“Now, you Unitarian Universalists don’t identify as Christian, is that right?”
“Well, there are certainly people in our congregations who are drawn to the teachings of Jesus and identify as Christian in some way. But, yes, I would say that as a denomination we are outside what I would call the Christian consensus. We respect Jesus, as we respect other prophets and teachers, but we don’t accord him special status or put him or his teachings at the center of our worship life.”
“OK. But then I see that you still make a big deal about Christmas. Why is that?”
It’s a good question, and answering it requires taking stock of a few points in our history and theology. The two historic movements that led to the religion we are today – Unitarianism and Universalism – both arose as Christian churches. But over the years for many historic reasons, both drifted outside of the Christian orbit.
We still honor that past, as you can see in the list of sources that we proclaim inform our living tradition, including among them “Jewish and Christian teachings which call us to respond to God’s love by loving our neighbors as ourselves.” The ethic of love set out in those scriptures remains a strong grounding for our spiritual life, but we don’t necessarily buy into what the Christian church has made of it over the years.

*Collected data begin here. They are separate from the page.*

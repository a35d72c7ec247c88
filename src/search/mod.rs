//! Business search
//!
//! This module handles:
//! - The closed list of restaurant categories offered to the user
//! - Location records built from search results
//! - Cached, bearer-authenticated queries against the search API

mod mapper;

pub use mapper::map_businesses;

use crate::cache::ResponseCache;
use crate::config::SearchConfig;
use crate::fetch::{fetch_json, read_api_key, FetchError};
use crate::TastemapError;
use reqwest::Client;
use std::fmt;
use std::str::FromStr;
use thiserror::Error;

/// Text shown (and exported) for a field the search API did not provide
pub const UNAVAILABLE: &str = "unavailable";

/// Errors raised when a search response does not have the expected shape
#[derive(Debug, Error)]
pub enum SearchError {
    #[error("Search API error: {0}")]
    Api(String),

    #[error("Search response has no `businesses` array")]
    MissingBusinesses,

    #[error("Business {index} is malformed: {reason}")]
    MalformedBusiness { index: usize, reason: String },

    #[error("Unknown category: {0}")]
    UnknownCategory(String),
}

/// Result type for search operations
pub type SearchResult<T> = Result<T, SearchError>;

/// Restaurant categories that can be searched
#[derive(Debug, Clone, Copy, PartialEq, Eq, Hash)]
pub enum Category {
    American,
    British,
    Chinese,
    Indian,
}

impl Category {
    /// Every category, in menu order
    pub const ALL: [Category; 4] = [
        Category::American,
        Category::British,
        Category::Chinese,
        Category::Indian,
    ];

    /// Search term and stored category label
    pub fn as_str(&self) -> &'static str {
        match self {
            Self::American => "American",
            Self::British => "British",
            Self::Chinese => "Chinese",
            Self::Indian => "Indian",
        }
    }
}

impl fmt::Display for Category {
    fn fmt(&self, f: &mut fmt::Formatter<'_>) -> fmt::Result {
        f.write_str(self.as_str())
    }
}

impl FromStr for Category {
    type Err = SearchError;

    fn from_str(s: &str) -> Result<Self, Self::Err> {
        let wanted = s.trim();
        Self::ALL
            .iter()
            .copied()
            .find(|category| category.as_str().eq_ignore_ascii_case(wanted))
            .ok_or_else(|| SearchError::UnknownCategory(wanted.to_string()))
    }
}

/// A business returned by the search API for one (city, category) pair
#[derive(Debug, Clone, PartialEq)]
pub struct Location {
    pub name: String,

    /// Name of the ranked city that was searched
    pub city: String,

    pub address: Option<String>,

    /// Category label of the search that found this business
    pub categories: String,

    /// `None` when the API reported no rating
    pub rating: Option<f64>,

    /// Price tier such as `"$$"`, `None` when unavailable
    pub price: Option<String>,

    pub phone: Option<String>,
}

impl Location {
    pub fn rating_label(&self) -> String {
        self.rating
            .map(|rating| format!("{:.1}", rating))
            .unwrap_or_else(|| UNAVAILABLE.to_string())
    }

    pub fn price_label(&self) -> &str {
        self.price.as_deref().unwrap_or(UNAVAILABLE)
    }

    pub fn phone_label(&self) -> &str {
        self.phone.as_deref().unwrap_or(UNAVAILABLE)
    }

    pub fn address_label(&self) -> &str {
        self.address.as_deref().unwrap_or(UNAVAILABLE)
    }
}

/// Cached client for the business search API
pub struct BusinessSearch {
    client: Client,
    endpoint: String,
    limit: u32,
    api_key_env: String,
    api_key: Option<String>,
}

impl BusinessSearch {
    /// Creates a search client, reading the bearer token from the environment
    ///
    /// A missing token is not an error here: cached searches still work, and
    /// only a search that must reach the network fails with
    /// `FetchError::MissingApiKey`.
    pub fn from_config(client: Client, config: &SearchConfig) -> Self {
        let api_key = match read_api_key(&config.api_key_env) {
            Ok(key) => Some(key),
            Err(e) => {
                tracing::warn!("{}; only cached searches are available", e);
                None
            }
        };

        Self {
            client,
            endpoint: config.endpoint.clone(),
            limit: config.limit,
            api_key_env: config.api_key_env.clone(),
            api_key,
        }
    }

    /// Creates a search client with an explicit bearer token
    pub fn with_api_key(client: Client, config: &SearchConfig, api_key: impl Into<String>) -> Self {
        Self {
            client,
            endpoint: config.endpoint.clone(),
            limit: config.limit,
            api_key_env: config.api_key_env.clone(),
            api_key: Some(api_key.into()),
        }
    }

    pub fn endpoint(&self) -> &str {
        &self.endpoint
    }

    /// Finds businesses of `category` in `city`, through the response cache
    pub async fn search(
        &self,
        cache: &mut ResponseCache,
        city: &str,
        category: Category,
    ) -> Result<Vec<Location>, TastemapError> {
        let limit = self.limit.to_string();
        let params = [
            ("location", city),
            ("term", category.as_str()),
            ("limit", limit.as_str()),
        ];

        let response = cache
            .get_or_fetch(&self.endpoint, &params, move || async move {
                let api_key = self
                    .api_key
                    .as_deref()
                    .ok_or_else(|| FetchError::MissingApiKey(self.api_key_env.clone()))?;
                let response = fetch_json(&self.client, &self.endpoint, &params, api_key).await?;
                // Cached responses never expire, so only cache what maps
                map_businesses(&response, city, category)?;
                Ok::<_, TastemapError>(response)
            })
            .await?;

        let locations = map_businesses(&response, city, category)?;
        tracing::info!(
            "Found {} {} locations in {}",
            locations.len(),
            category,
            city
        );
        Ok(locations)
    }
}
//! Tastemap: restaurant ratings for America's best places to live
//!
//! This crate scrapes a ranked list of cities, searches a business API for
//! restaurants in a chosen city and category, caches every response on disk,
//! stores the results in SQLite and aggregates the stored ratings and prices.

pub mod analysis;
pub mod cache;
pub mod config;
pub mod fetch;
pub mod output;
pub mod scrape;
pub mod search;
pub mod shell;
pub mod storage;

use thiserror::Error;

/// Main error type for Tastemap operations
#[derive(Debug, Error)]
pub enum TastemapError {
    #[error("Configuration error: {0}")]
    Config(#[from] ConfigError),

    #[error("Fetch error: {0}")]
    Fetch(#[from] fetch::FetchError),

    #[error("Cache error: {0}")]
    Cache(#[from] cache::CacheError),

    #[error("Scrape error: {0}")]
    Scrape(#[from] scrape::ScrapeError),

    #[error("Search error: {0}")]
    Search(#[from] search::SearchError),

    #[error("Storage error: {0}")]
    Storage(#[from] storage::StorageError),

    #[error("Output error: {0}")]
    Output(#[from] output::OutputError),

    #[error("IO error: {0}")]
    Io(#[from] std::io::Error),
}

/// Configuration-specific errors
#[derive(Debug, Error)]
pub enum ConfigError {
    #[error("Failed to read config file: {0}")]
    Io(#[from] std::io::Error),

    #[error("Failed to parse TOML: {0}")]
    Parse(#[from] toml::de::Error),

    #[error("Validation error: {0}")]
    Validation(String),

    #[error("Invalid URL in config: {0}")]
    InvalidUrl(String),
}

/// Result type alias for Tastemap operations
pub type Result<T> = std::result::Result<T, TastemapError>;

/// Result type alias for configuration operations
pub type ConfigResult<T> = std::result::Result<T, ConfigError>;

// Re-export commonly used types
pub use cache::{fingerprint, ResponseCache};
pub use config::Config;
pub use scrape::City;
pub use search::{Category, Location};
pub use storage::{SqliteStorage, Storage};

Christmas itself can be problematic. Scholars have observed that many of the stories surrounding the holiday, from its timing at the end of the year, to the traveling Magi and Herod’s campaign of infanticide, have little foundation in truth beyond serving as political expediency for one group or another.

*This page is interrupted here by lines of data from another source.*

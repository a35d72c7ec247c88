//! Interactive shell
//!
//! A nested text menu: choose a city, then a category, then a display
//! operation. Invalid answers re-prompt; only `exit` (or end of input) leaves
//! the shell. Failures while searching are reported and the menu is shown
//! again.

mod context;
mod menu;

pub use context::AppContext;
pub use menu::{
    parse_category, parse_choice, parse_city, parse_operation, render_category_menu,
    render_city_menu, render_operation_menu, MenuInput, Operation,
};

use crate::analysis::{
    average_rating, price_breakdown, rating_distribution, top_rated, RatingHistogram, TOP_N,
};
use crate::output::{render_histogram, render_location_table, render_price_chart};
use crate::scrape::City;
use crate::search::{Category, Location};
use rustyline::error::ReadlineError;
use rustyline::DefaultEditor;
use std::collections::VecDeque;
use std::io::Write;

/// Source of user input lines
pub trait LineSource {
    /// Reads one line, `Ok(None)` at end of input
    fn read_line(&mut self, prompt: &str) -> anyhow::Result<Option<String>>;
}

/// Terminal input with line editing and history
pub struct ReadlineSource {
    editor: DefaultEditor,
}

impl ReadlineSource {
    pub fn new() -> anyhow::Result<Self> {
        Ok(Self {
            editor: DefaultEditor::new()?,
        })
    }
}

impl LineSource for ReadlineSource {
    fn read_line(&mut self, prompt: &str) -> anyhow::Result<Option<String>> {
        loop {
            match self.editor.readline(prompt) {
                Ok(line) => {
                    if !line.trim().is_empty() {
                        let _ = self.editor.add_history_entry(line.as_str());
                    }
                    return Ok(Some(line));
                }
                Err(ReadlineError::Interrupted) => {
                    eprintln!("  (Ctrl+C) Type 'exit' to quit.");
                }
                Err(ReadlineError::Eof) => return Ok(None),
                Err(err) => return Err(err.into()),
            }
        }
    }
}

/// Pre-recorded input, used to drive the shell without a terminal
#[derive(Debug, Default)]
pub struct ScriptedInput {
    lines: VecDeque<String>,
}

impl ScriptedInput {
    pub fn new<S: Into<String>>(lines: impl IntoIterator<Item = S>) -> Self {
        Self {
            lines: lines.into_iter().map(Into::into).collect(),
        }
    }
}

impl LineSource for ScriptedInput {
    fn read_line(&mut self, _prompt: &str) -> anyhow::Result<Option<String>> {
        Ok(self.lines.pop_front())
    }
}

/// Where a submenu hands control back to
enum Flow {
    Back,
    Exit,
}

/// Runs the menu loop until the user exits or input ends
pub async fn run_shell<I: LineSource, W: Write>(
    ctx: &mut AppContext,
    cities: &[City],
    input: &mut I,
    out: &mut W,
) -> anyhow::Result<()> {
    if cities.is_empty() {
        writeln!(out, "No ranked cities available.")?;
        return Ok(());
    }

    loop {
        write!(out, "{}", render_city_menu(cities))?;
        let Some(line) = input.read_line("city> ")? else {
            break;
        };

        match parse_city(&line, cities) {
            MenuInput::Choice(index) => {
                if let Flow::Exit = category_menu(ctx, &cities[index], input, out).await? {
                    break;
                }
            }
            MenuInput::Exit => break,
            MenuInput::Back => writeln!(out, "  Already at the top menu")?,
            MenuInput::Invalid(message) => writeln!(out, "  {}", message)?,
        }
    }

    writeln!(out, "Bye!")?;
    Ok(())
}

async fn category_menu<I: LineSource, W: Write>(
    ctx: &mut AppContext,
    city: &City,
    input: &mut I,
    out: &mut W,
) -> anyhow::Result<Flow> {
    loop {
        write!(out, "{}", render_category_menu(city))?;
        let Some(line) = input.read_line("category> ")? else {
            return Ok(Flow::Exit);
        };

        match parse_category(&line) {
            MenuInput::Choice(index) => {
                let category = Category::ALL[index];
                match ctx.ensure_locations(&city.name, category).await {
                    Ok(locations) => {
                        if let Flow::Exit =
                            operation_menu(&city.name, category, &locations, input, out)?
                        {
                            return Ok(Flow::Exit);
                        }
                    }
                    Err(e) => {
                        tracing::error!("Loading {} locations for {} failed: {}", category, city.name, e);
                        writeln!(
                            out,
                            "  Could not load {} restaurants for {}: {}",
                            category, city.name, e
                        )?;
                    }
                }
            }
            MenuInput::Back => return Ok(Flow::Back),
            MenuInput::Exit => return Ok(Flow::Exit),
            MenuInput::Invalid(message) => writeln!(out, "  {}", message)?,
        }
    }
}

fn operation_menu<I: LineSource, W: Write>(
    city: &str,
    category: Category,
    locations: &[Location],
    input: &mut I,
    out: &mut W,
) -> anyhow::Result<Flow> {
    loop {
        write!(out, "{}", render_operation_menu(city, category, locations.len()))?;
        let Some(line) = input.read_line("operation> ")? else {
            return Ok(Flow::Exit);
        };

        match parse_operation(&line) {
            MenuInput::Choice(index) => {
                let operation = Operation::ALL[index];
                write!(out, "{}", run_operation(operation, city, category, locations))?;
            }
            MenuInput::Back => return Ok(Flow::Back),
            MenuInput::Exit => return Ok(Flow::Exit),
            MenuInput::Invalid(message) => writeln!(out, "  {}", message)?,
        }
    }
}

/// Renders the result of one display operation
pub fn run_operation(
    operation: Operation,
    city: &str,
    category: Category,
    locations: &[Location],
) -> String {
    let no_data = format!("\n  No rated {} restaurants stored for {}.\n", category, city);

    match operation {
        Operation::TopRated => {
            if locations.is_empty() {
                return format!("\n  No {} restaurants stored for {}.\n", category, city);
            }
            format!(
                "\nTop {} {} restaurants in {}:\n{}",
                TOP_N,
                category,
                city,
                render_location_table(&top_rated(locations, TOP_N))
            )
        }
        Operation::AverageRating => match average_rating(locations) {
            Some(average) => format!(
                "\n  Average rating of {} rated {} restaurants in {}: {:.2}\n",
                rating_distribution(locations).len(),
                category,
                city,
                average
            ),
            None => no_data,
        },
        Operation::RatingDistribution => {
            let ratings = rating_distribution(locations);
            if ratings.is_empty() {
                return no_data;
            }
            format!(
                "\nRating distribution of {} restaurants in {}:\n{}",
                category,
                city,
                render_histogram(&RatingHistogram::from_ratings(&ratings))
            )
        }
        Operation::PriceChart => {
            if locations.is_empty() {
                return format!("\n  No {} restaurants stored for {}.\n", category, city);
            }
            format!(
                "\nPrice levels of {} restaurants in {}:\n{}",
                category,
                city,
                render_price_chart(&price_breakdown(locations))
            )
        }
    }
}
//! Shared fixtures for the integration tests

use serde_json::json;
use std::path::Path;
use tastemap::config::{Config, OutputConfig, SearchConfig, SourceConfig, UserAgentConfig};
use wiremock::matchers::{header, method, path, query_param};
use wiremock::{Mock, MockServer, ResponseTemplate};

pub const RANKING_PATH: &str = "/best-places-to-live";
pub const SEARCH_PATH: &str = "/v3/businesses/search";
pub const TOKEN: &str = "test-token";

pub const RANKING_HTML: &str = r#"<html><body>
<div class="slide-layout clearfix">
  <h2 class="slide-title-text">1. Boulder, Colorado</h2>
  <p>Mountains on one side, plains on the other.</p>
</div>
<div class="slide-layout clearfix">
  <h2 class="slide-title-text">2. Ann Arbor, Michigan</h2>
  <p>A college town with a big-city food scene.</p>
</div>
</body></html>"#;

/// Creates a test configuration pointing at the mock server
pub fn create_test_config(base_url: &str, dir: &Path) -> Config {
    Config {
        user_agent: UserAgentConfig {
            name: "TastemapTest".to_string(),
            version: "1.0.0".to_string(),
            contact_url: "https://example.com/contact".to_string(),
        },
        source: SourceConfig {
            ranking_url: format!("{}{}", base_url, RANKING_PATH),
        },
        search: SearchConfig {
            endpoint: format!("{}{}", base_url, SEARCH_PATH),
            api_key_env: "TASTEMAP_TEST_UNSET_KEY".to_string(),
            limit: 50,
        },
        output: OutputConfig {
            database_path: dir.join("tastemap.db").to_string_lossy().into_owned(),
            cache_path: dir.join("cache.json").to_string_lossy().into_owned(),
            summary_path: dir.join("summary.md").to_string_lossy().into_owned(),
        },
    }
}

/// Three Indian restaurants in Boulder; the last has neither rating nor price
pub fn boulder_indian() -> serde_json::Value {
    json!({
        "businesses": [
            {
                "name": "Curry House",
                "rating": 4.5,
                "price": "$$",
                "display_phone": "(303) 555-0100",
                "location": {"display_address": ["1 Pearl St", "Boulder, CO 80302"]}
            },
            {
                "name": "Tandoor",
                "rating": 3.0,
                "price": "$",
                "location": {"address1": "2 Walnut St"}
            },
            {
                "name": "Spice Route",
                "location": {}
            }
        ]
    })
}

/// Mounts the ranking page, expected to be fetched `times` times
pub async fn mount_ranking(server: &MockServer, times: u64) {
    Mock::given(method("GET"))
        .and(path(RANKING_PATH))
        .respond_with(
            ResponseTemplate::new(200)
                .set_body_string(RANKING_HTML)
                .insert_header("content-type", "text/html"),
        )
        .expect(times)
        .mount(server)
        .await;
}

/// Mounts an authenticated search for one (city, term), expected `times` times
pub async fn mount_search(
    server: &MockServer,
    city: &str,
    term: &str,
    body: serde_json::Value,
    times: u64,
) {
    Mock::given(method("GET"))
        .and(path(SEARCH_PATH))
        .and(query_param("location", city))
        .and(query_param("term", term))
        .and(query_param("limit", "50"))
        .and(header("Authorization", format!("Bearer {}", TOKEN).as_str()))
        .respond_with(ResponseTemplate::new(200).set_body_json(body))
        .expect(times)
        .mount(server)
        .await;
}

That said though, there is also something beautifully true about the Christmas story. The Unitarian religious educator Sofia Lyon Fahs touched on it when she wrote, “Each night a child is born is a holy night.”
The Christmas story reminds us that each human life holds within it the potential for beautiful and amazing things. Each person is born fully worthy, fully whole, and new birth is cause for celebration. The rough manger, surrounded by curious visitors humble and great, over which joyous parents certainly hear hosannas of some sort, is a lovely image representing the kind of hope we all seek at the darkest moment of the year.
Christmas Eve is one of my favorite moments in our worship year. Our early service at 4 p.m. is full of story-telling, music, and fun with players of all ages in full costume. Our later service, beginning at 8:30 p.m. with a half-hour of wonderful music from our choir, moves on at 9 p.m. with a quieter, more meditative vibe. Gathered together with the midwinter dark and cold outside, we are given to reflect on the blessings of our lives, not least the community surrounding us that we continually create and sustain.
Of all that I will leave behind when I retire next June, I think that our Christmas Eve services are among those things that I will miss most. They have always served for me as a kind of hinge in the year, a moment when I feel most acutely how precious and precarious our brief lives are. But it is also a moment filled with deep gratitude for those I love and love me, for this congregation, for all the forces of hope and renewal that persist among us whatever the adversity.